Is the PA trying to ‘bury’ the case of slain activist Nizar Banat?

A court in Ramallah has again postponed the trial of 14 Palestinian Authority security officers accused of involvement in the murder Nizar Banat.

 Palestinian demonstrators attend an anti-Palestinian Authority protest, forty days after the death of Nizar Banat, a critic of the Palestinian Authority, Ramallah in the West Bank August 2, 2021. (photo credit: REUTERS/MOHAMAD TOROKMAN)
Palestinian demonstrators attend an anti-Palestinian Authority protest, forty days after the death of Nizar Banat, a critic of the Palestinian Authority, Ramallah in the West Bank August 2, 2021.
(photo credit: REUTERS/MOHAMAD TOROKMAN)

A court in Ramallah has again postponed the trial of 14 Palestinian Authority security officers accused of involvement in the murder of anti-corruption activist Nizar Banat.

Banat, a resident of the Hebron area, was beaten to death by the officers, who stormed his house to arrest him on June 24, 2021. He was famous for his anti-PA videos that he posted on Facebook and in which he accused the Palestinian leadership of corruption and human-rights violations.

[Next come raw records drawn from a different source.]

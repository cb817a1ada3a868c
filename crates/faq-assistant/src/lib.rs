//! faq-assistant: rule-based banking FAQ responder with a teachable knowledge base
//!
//! The crate maps free-text questions to canned answers held in a JSON-backed
//! [`KnowledgeBase`], and lets users teach new facts with `learn question: answer`.
//! [`Responder::respond`] is the single call boundary for UI collaborators: it takes
//! the current knowledge base and hands back the classified intent, the reply and
//! the (possibly updated) knowledge base.

pub mod config;
pub mod error;
pub mod learning;
pub mod responder;
pub mod retrieval;
pub mod types;

pub use config::AssistantConfig;
pub use error::{Error, Result};
pub use learning::{KnowledgeStore, Learner};
pub use responder::Responder;
pub use retrieval::{Matcher, Tokenizer, UnicodeWordTokenizer};
pub use types::{
    chat::{ChatHistory, ChatTurn, Speaker},
    intent::{Intent, Response},
    knowledge::{Answer, KnowledgeBase, KnowledgeStats},
};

The trial of the officers, who were arrested by the PA following a public outcry, has been repeatedly delayed on various pretexts, including the failure of senior security officials and experts to appear for testimony.

The recurring postponements have raised fear among Banat’s family and human-rights activists that the PA is trying to bury the case and avoid a court ruling against the defendants.

A lawyer representing the Banat family on Tuesday said he did not believe the PA was serious about punishing the culprits.

 Palestinian security officers stand guard during a trial of security officers (not seen) over the death of Nizar Banat, a critic of President Mahmoud Abbas, in Ramallah in the Israeli-occupied West Bank September 14, 2021 (credit: REUTERS/ALI SAWAFTA) Palestinian security officers stand guard during a trial of security officers (not seen) over the death of Nizar Banat, a critic of President Mahmoud Abbas, in Ramallah in the Israeli-occupied West Bank September 14, 2021 (credit: REUTERS/ALI SAWAFTA)

“The defendants are security officers,” he said. “They acted on orders from senior Palestinian officials. That’s why the Palestinian leadership is trying to disrupt the court proceedings. It does not want the truth to come out.”

According to a political activist from Hebron, “The only way to achieve justice for Nizar Banat” was by having an international commission of inquiry investigate the murder.

The murder of Banat triggered protests by several human-rights and political activists, many of whom were arrested on charges of insulting the PA leadership, fomenting sectarian strife and holding illegal gatherings.

The case resurfaced recently after Qatar-owned Al Jazeera TV broadcast a documentary on the circumstances surrounding the arrest and death of Banat. Members of the slain activist’s family and human-rights advocates held the PA directly responsible for the “premeditated assassination.” They also expressed fear that the defendants would escape punishment.

On Monday, the Independent Commission for Human Rights and the Palestinian human-rights organization Al-Haq issued a joint fact-finding report regarding the case of Banat. Al-Haq and five other Palestinian civil society groups have been designated by Israel as terrorist organizations.

The organizations found that the officers used “enormous and excessive force” against Banat during the raid on his house.

An autopsy performed by Palestinian medical examiners attributed the cause of the death to severe blows to many areas of the body, specifically the chest.

Banat was subjected to a major campaign of incitement shortly before his death, the report said. The incitement came mostly from the ruling Fatah faction, headed by PA President Mahmoud Abbas, and some PA officials.

Additionally, unidentified gunmen carried out a shooting attack on Banat’s home weeks before the incident in which he was murdered. He also received death threats from various unknown parties and individuals. The threats intensified after Banat announced plans to run in the parliamentary election as part of a list called Freedom and Dignity.

The elections were supposed to take place last May, but they were called off by Abbas on the pretext that Israel did not allow the vote to take place in Jerusalem.

Weeks before his death, Banat was summoned for interrogation by the Palestinian security forces on charges of “slandering” the PA. According to the report, the PA considered Banat as one of the most dangerous fugitives, although he did not pose a threat to public order and did not carry weapons.

The officers used iron bars and other tools when they attacked Banat while he was asleep.

“The use of excessive force and the way Banat’s house was raided demonstrate the extent to which the members of the [security] forces were clearly affected by the incitement that preceded the arrest,” the report said.

In their report, the two organizations called on the PA to “fully acknowledge” its responsibility for the murder and issue an official apology to the family and friends of Banat.

The report demanded that the PA guarantee that such incidents do not recur in the future. It also demanded that the PA respect freedom of expression and the right to hold peaceful assemblies.